Damaged stem cells accumulate short, unstable, demethylated telomeres too. This impedes the transcription fidelity of the gene network, meaning certain critical transcripts (hTERT transcript for telomerase activity becomes unstable and inactivated (cancers use telomerase to their own advantage when telomeres become sufficiently short from excess inflammation oxidative stress accumulation and genetically highly unstable (at about 2kb telomeres length, the s... hits the fan). What's more is that the cell Redox (Glutathione:Oxidized Glutathione) changes and contributes directly to the possibility of telomerase elongation access to telomeres during the cell division cycle. Studies showed that the oxidative stress, under Redox regulation, is in direct correlation to the cell's redox state. It is very telling that humans living 100 years maintain low adequate blood glucose, low oxidative stress, low glycated hemoglobin and albumin, low pancreatic beta-cell insulin production, high red blood cell Redox, high glutathione reductase, high levels of quiescent stem cell pools, high overall protection, but especially high maintenance of telomerase activity and enough elongation to slow things down; the antioxidant systems can only do so much if telomerase is weak.
How so ? Telomerase is shunted away from the smallest critical telomeres when oxidative stress rises and that leaves whatever exhausted redox antioxidant systems left (catalase, SOD, heat shock proteins, heme oxygenase-1, metalothionein, uric acid, ascorbate, ubiquinols, coq9 10, etc) to try to mitigate the final damages to a certain end because gene silencing of bad death genes is abolished in short telomeres genespace (p53, p16, p38 and other tumor suppressors that are a paradox for destroying cancers but creating inflammation telomeres attrition in good cells, a evolution mechanism to control longevity and allow human lifespan with heavy tumor burden suppression).
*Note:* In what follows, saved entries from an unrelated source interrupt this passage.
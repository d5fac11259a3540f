//! Tests for the Speech to Text client.

use insta::assert_yaml_snapshot;
use wiremock::matchers::{body_json, header, method, path, query_param};
use wiremock::{Mock, MockServer, ResponseTemplate};

use crate::{
    Authenticator, Corpus, CreateLanguageModelOptions, Error, RecognizeOptions, SpeechToText,
    TrainOptions,
};

async fn client(server: &MockServer) -> SpeechToText {
    let mut client = SpeechToText::new(Authenticator::NoAuth).unwrap();
    client.set_endpoint(&server.uri()).unwrap();
    client
}

#[tokio::test]
async fn test_recognize_sends_audio_with_content_type() {
    let server = MockServer::start().await;
    Mock::given(method("POST"))
        .and(path("/v1/recognize"))
        .and(header("Content-Type", "audio/flac"))
        .and(query_param("model", "en-US_BroadbandModel"))
        .and(query_param("timestamps", "true"))
        .and(query_param("keywords", "colorado,tornado"))
        .respond_with(ResponseTemplate::new(200).set_body_json(serde_json::json!({
            "result_index": 0,
            "results": [{
                "final": true,
                "alternatives": [{
                    "transcript": "several tornadoes touch down ",
                    "confidence": 0.891,
                    "timestamps": [["several", 1.0, 1.51], ["tornadoes", 1.51, 2.15]]
                }],
                "keywords_result": {
                    "tornado": [{
                        "normalized_text": "tornadoes",
                        "start_time": 1.51,
                        "end_time": 2.15,
                        "confidence": 0.98
                    }]
                }
            }]
        })))
        .expect(1)
        .mount(&server)
        .await;

    let options = RecognizeOptions::new(vec![0u8; 16], "audio/flac")
        .with_model("en-US_BroadbandModel")
        .with_timestamps(true)
        .with_keywords(vec!["colorado".to_string(), "tornado".to_string()], 0.5);
    let results = client(&server).await.recognize(options).await.unwrap();

    let result = &results.results[0];
    assert!(result.is_final);
    assert_eq!(
        result.alternatives[0].transcript,
        "several tornadoes touch down "
    );
    assert_eq!(result.alternatives[0].timestamps[1].0, "tornadoes");
    let keyword = &result.keywords_result.as_ref().unwrap()["tornado"][0];
    assert_eq!(keyword.normalized_text, "tornadoes");
}

#[tokio::test]
async fn test_list_models_parses_supported_features() {
    let server = MockServer::start().await;
    Mock::given(method("GET"))
        .and(path("/v1/models"))
        .respond_with(ResponseTemplate::new(200).set_body_json(serde_json::json!({
            "models": [{
                "name": "en-US_BroadbandModel",
                "language": "en-US",
                "rate": 16000,
                "supported_features": {
                    "custom_language_model": true,
                    "speaker_labels": true
                }
            }]
        })))
        .mount(&server)
        .await;

    let models = client(&server).await.list_models().await.unwrap();
    let features = models.models[0].supported_features.as_ref().unwrap();
    assert_eq!(features.custom_language_model, Some(true));
}

#[tokio::test]
async fn test_create_language_model_posts_json() {
    let server = MockServer::start().await;
    Mock::given(method("POST"))
        .and(path("/v1/customizations"))
        .and(body_json(serde_json::json!({
            "name": "Weather model",
            "base_model_name": "en-US_BroadbandModel",
            "dialect": "en-US"
        })))
        .respond_with(ResponseTemplate::new(201).set_body_json(serde_json::json!({
            "customization_id": "cust-1",
            "status": "pending"
        })))
        .mount(&server)
        .await;

    let model = client(&server)
        .await
        .create_language_model(
            CreateLanguageModelOptions::new("Weather model", "en-US_BroadbandModel")
                .with_dialect("en-US"),
        )
        .await
        .unwrap();

    assert_eq!(model.customization_id, "cust-1");
    assert_eq!(
        model.status.as_deref(),
        Some(crate::LanguageModel::STATUS_PENDING)
    );
}

#[tokio::test]
async fn test_train_language_model_passes_word_type() {
    let server = MockServer::start().await;
    Mock::given(method("POST"))
        .and(path("/v1/customizations/cust-1/train"))
        .and(query_param("word_type_to_add", "user"))
        .respond_with(ResponseTemplate::new(200))
        .expect(1)
        .mount(&server)
        .await;

    client(&server)
        .await
        .train_language_model("cust-1", TrainOptions::new().with_word_type_to_add("user"))
        .await
        .unwrap();
}

#[tokio::test]
async fn test_add_corpus_uploads_plain_text() {
    let server = MockServer::start().await;
    Mock::given(method("POST"))
        .and(path("/v1/customizations/cust-1/corpora/weather-news"))
        .and(header("Content-Type", "text/plain"))
        .and(query_param("allow_overwrite", "true"))
        .respond_with(ResponseTemplate::new(201))
        .expect(1)
        .mount(&server)
        .await;

    client(&server)
        .await
        .add_corpus(
            "cust-1",
            "weather-news",
            b"the storm system moved east".to_vec(),
            true,
        )
        .await
        .unwrap();
}

#[tokio::test]
async fn test_get_corpus_parses_analysis_status() {
    let server = MockServer::start().await;
    Mock::given(method("GET"))
        .and(path("/v1/customizations/cust-1/corpora/weather-news"))
        .respond_with(ResponseTemplate::new(200).set_body_json(serde_json::json!({
            "name": "weather-news",
            "total_words": 5201,
            "out_of_vocabulary_words": 62,
            "status": "analyzed"
        })))
        .mount(&server)
        .await;

    let corpus = client(&server)
        .await
        .get_corpus("cust-1", "weather-news")
        .await
        .unwrap();
    assert_eq!(corpus.status.as_deref(), Some(Corpus::STATUS_ANALYZED));
    assert_eq!(corpus.out_of_vocabulary_words, Some(62));
}

#[tokio::test]
async fn test_recognize_rejects_empty_content_type() {
    let server = MockServer::start().await;
    let err = client(&server)
        .await
        .recognize(RecognizeOptions::new(vec![1, 2, 3], ""))
        .await
        .unwrap_err();
    assert!(matches!(err, Error::InvalidInput(_)));
}

#[test]
fn test_corpus_wire_shape() {
    let corpus: Corpus = serde_json::from_value(serde_json::json!({
        "name": "weather-news",
        "total_words": 5201,
        "out_of_vocabulary_words": 62,
        "status": "being_processed"
    }))
    .unwrap();

    assert_yaml_snapshot!(corpus, @r###"
    ---
    name: weather-news
    total_words: 5201
    out_of_vocabulary_words: 62
    status: being_processed
    "###);
}
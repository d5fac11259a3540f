//! Tests for the Compare and Comply client.

use insta::assert_yaml_snapshot;
use wiremock::matchers::{method, path, query_param};
use wiremock::{Mock, MockServer, ResponseTemplate};

use crate::{
    AddFeedbackOptions, Authenticator, CompareComply, CompareDocumentsOptions, FeedbackData,
    FileData, ListFeedbackOptions,
};

const VERSION: &str = "2018-10-15";

async fn client(server: &MockServer) -> CompareComply {
    let mut client = CompareComply::new(VERSION, Authenticator::NoAuth).unwrap();
    client.set_endpoint(&server.uri()).unwrap();
    client
}

fn pdf(name: &str) -> FileData {
    FileData::new(vec![0x25, 0x50, 0x44, 0x46], name).with_content_type("application/pdf")
}

#[tokio::test]
async fn test_convert_to_html_uploads_the_file() {
    let server = MockServer::start().await;
    Mock::given(method("POST"))
        .and(path("/v1/html_conversion"))
        .and(query_param("version", VERSION))
        .respond_with(ResponseTemplate::new(200).set_body_json(serde_json::json!({
            "num_pages": "4",
            "title": "Master Services Agreement",
            "html": "<html><body>…</body></html>"
        })))
        .expect(1)
        .mount(&server)
        .await;

    let html = client(&server)
        .await
        .convert_to_html(pdf("msa.pdf"), None)
        .await
        .unwrap();
    assert_eq!(html.title.as_deref(), Some("Master Services Agreement"));
}

#[tokio::test]
async fn test_classify_elements_parses_types_and_categories() {
    let server = MockServer::start().await;
    Mock::given(method("POST"))
        .and(path("/v1/element_classification"))
        .and(query_param("version", VERSION))
        .respond_with(ResponseTemplate::new(200).set_body_json(serde_json::json!({
            "document": {"title": "msa.pdf", "hash": "abc123"},
            "model_id": "contracts",
            "model_version": "1.0.0",
            "elements": [{
                "location": {"begin": 210, "end": 310},
                "text": "Supplier shall indemnify the Buyer.",
                "types": [{"label": {"nature": "Obligation", "party": "Supplier"}}],
                "categories": [{"label": "Indemnification"}]
            }],
            "document_structure": {
                "section_titles": [{"text": "Indemnity", "location": {"begin": 180, "end": 200}}],
                "leading_sentences": [{
                    "text": "Supplier shall indemnify the Buyer.",
                    "location": {"begin": 210, "end": 310},
                    "element_locations": [{"begin": 210, "end": 310}]
                }]
            }
        })))
        .mount(&server)
        .await;

    let classified = client(&server)
        .await
        .classify_elements(pdf("msa.pdf"), Some("contracts"))
        .await
        .unwrap();

    let element = &classified.elements[0];
    let label = element.types[0].label.as_ref().unwrap();
    assert_eq!(label.nature, "Obligation");
    assert_eq!(label.party, "Supplier");
    let structure = classified.document_structure.unwrap();
    assert_eq!(structure.leading_sentences[0].element_locations.len(), 1);
}

#[tokio::test]
async fn test_compare_documents_sends_labels_as_query() {
    let server = MockServer::start().await;
    Mock::given(method("POST"))
        .and(path("/v1/comparison"))
        .and(query_param("file_1_label", "primary"))
        .and(query_param("file_2_label", "secondary"))
        .respond_with(ResponseTemplate::new(200).set_body_json(serde_json::json!({
            "documents": [
                {"title": "v1.pdf", "label": "primary"},
                {"title": "v2.pdf", "label": "secondary"}
            ],
            "aligned_elements": [{
                "element_pair": [
                    {"document_label": "primary", "text": "Term is 12 months."},
                    {"document_label": "secondary", "text": "Term is 24 months."}
                ],
                "identical_text": false
            }]
        })))
        .mount(&server)
        .await;

    let compared = client(&server)
        .await
        .compare_documents(
            CompareDocumentsOptions::new(pdf("v1.pdf"), pdf("v2.pdf"))
                .with_labels("primary", "secondary"),
        )
        .await
        .unwrap();

    assert_eq!(compared.aligned_elements[0].identical_text, Some(false));
}

#[tokio::test]
async fn test_compare_documents_rejects_files_without_filenames() {
    let server = MockServer::start().await;
    let err = client(&server)
        .await
        .compare_documents(CompareDocumentsOptions::new(
            pdf("v1.pdf"),
            FileData::new(vec![0x25, 0x50, 0x44, 0x46], ""),
        ))
        .await
        .unwrap_err();
    assert!(matches!(err, crate::Error::InvalidInput(_)));
}

#[tokio::test]
async fn test_add_feedback_posts_json_body() {
    let server = MockServer::start().await;
    Mock::given(method("POST"))
        .and(path("/v1/feedback"))
        .respond_with(ResponseTemplate::new(200).set_body_json(serde_json::json!({
            "feedback_id": "fb-1",
            "created": "2019-07-01T12:00:00.000Z",
            "feedback_data": {"feedback_type": "element_classification"}
        })))
        .expect(1)
        .mount(&server)
        .await;

    let feedback_data = FeedbackData {
        feedback_type: FeedbackData::TYPE_ELEMENT_CLASSIFICATION.to_string(),
        document: None,
        model_id: Some("contracts".to_string()),
        model_version: None,
        location: None,
        text: Some("Supplier shall indemnify the Buyer.".to_string()),
        original_labels: None,
        updated_labels: None,
    };
    let stored = client(&server)
        .await
        .add_feedback(AddFeedbackOptions::new(feedback_data).with_user_id("user-1"))
        .await
        .unwrap();

    assert_eq!(stored.feedback_id.as_deref(), Some("fb-1"));
}

#[tokio::test]
async fn test_list_feedback_parses_pagination() {
    let server = MockServer::start().await;
    Mock::given(method("GET"))
        .and(path("/v1/feedback"))
        .and(query_param("page_limit", "1"))
        .respond_with(ResponseTemplate::new(200).set_body_json(serde_json::json!({
            "feedback": [{"feedback_id": "fb-1"}],
            "pagination": {
                "refresh_cursor": "ref-1",
                "next_cursor": "next-1",
                "total": 12
            }
        })))
        .mount(&server)
        .await;

    let list = client(&server)
        .await
        .list_feedback(ListFeedbackOptions::new().with_page_limit(1))
        .await
        .unwrap();

    let pagination = list.pagination.unwrap();
    assert_eq!(pagination.next_cursor.as_deref(), Some("next-1"));
    assert_eq!(pagination.total, Some(12));
}

#[test]
fn test_pagination_wire_shape() {
    let pagination: crate::Pagination = serde_json::from_value(serde_json::json!({
        "refresh_cursor": "ref-1",
        "next_cursor": "next-1",
        "refresh_url": "/v1/feedback?cursor=ref-1",
        "next_url": "/v1/feedback?cursor=next-1",
        "total": 12
    }))
    .unwrap();

    assert_yaml_snapshot!(pagination, @r###"
    ---
    refresh_cursor: ref-1
    next_cursor: next-1
    refresh_url: /v1/feedback?cursor=ref-1
    next_url: /v1/feedback?cursor=next-1
    total: 12
    "###);
}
Plus studies have shown low Redox can reduce telomerase activity by upwards to 80%, rendering it near useless. They are interconnected pathways that depend as a whole on each other to telomeric gene signal rejuvenate and repair damages, telomerase, redox, blood glucose, telomeres length, insulin resistance, glycation, all, in unison, to oxidative stress and thus aging.
High telomerase is our gateway to immortality, no joke, telomerase and telomeres are a real epigenetic biorejuvenation, by way of the cell Redox, it's still only in infancy but surely one day as in mice that we will biorejuvenate repeatedly to live at least a full 100 years like a human and surpass it; then we will be very close to the holy grail ponce de lèon was after. Maybe not in our lifetime though, seeing it takes some 100 years and more to see truly big revolutionary changes. Let's hope.
@ CANanonymity impressive summary! I have to ask are you a researcher? And if not you should be :)
As a biology student this is very interesting. I have read that certain turtles and Kelly fish repair the telomeres after every cell production and that the same alle is found in the human genenode but has been switched off. Does this theropy switch on the expression or does the theropy offer new DNA introduced to produce the telomerase.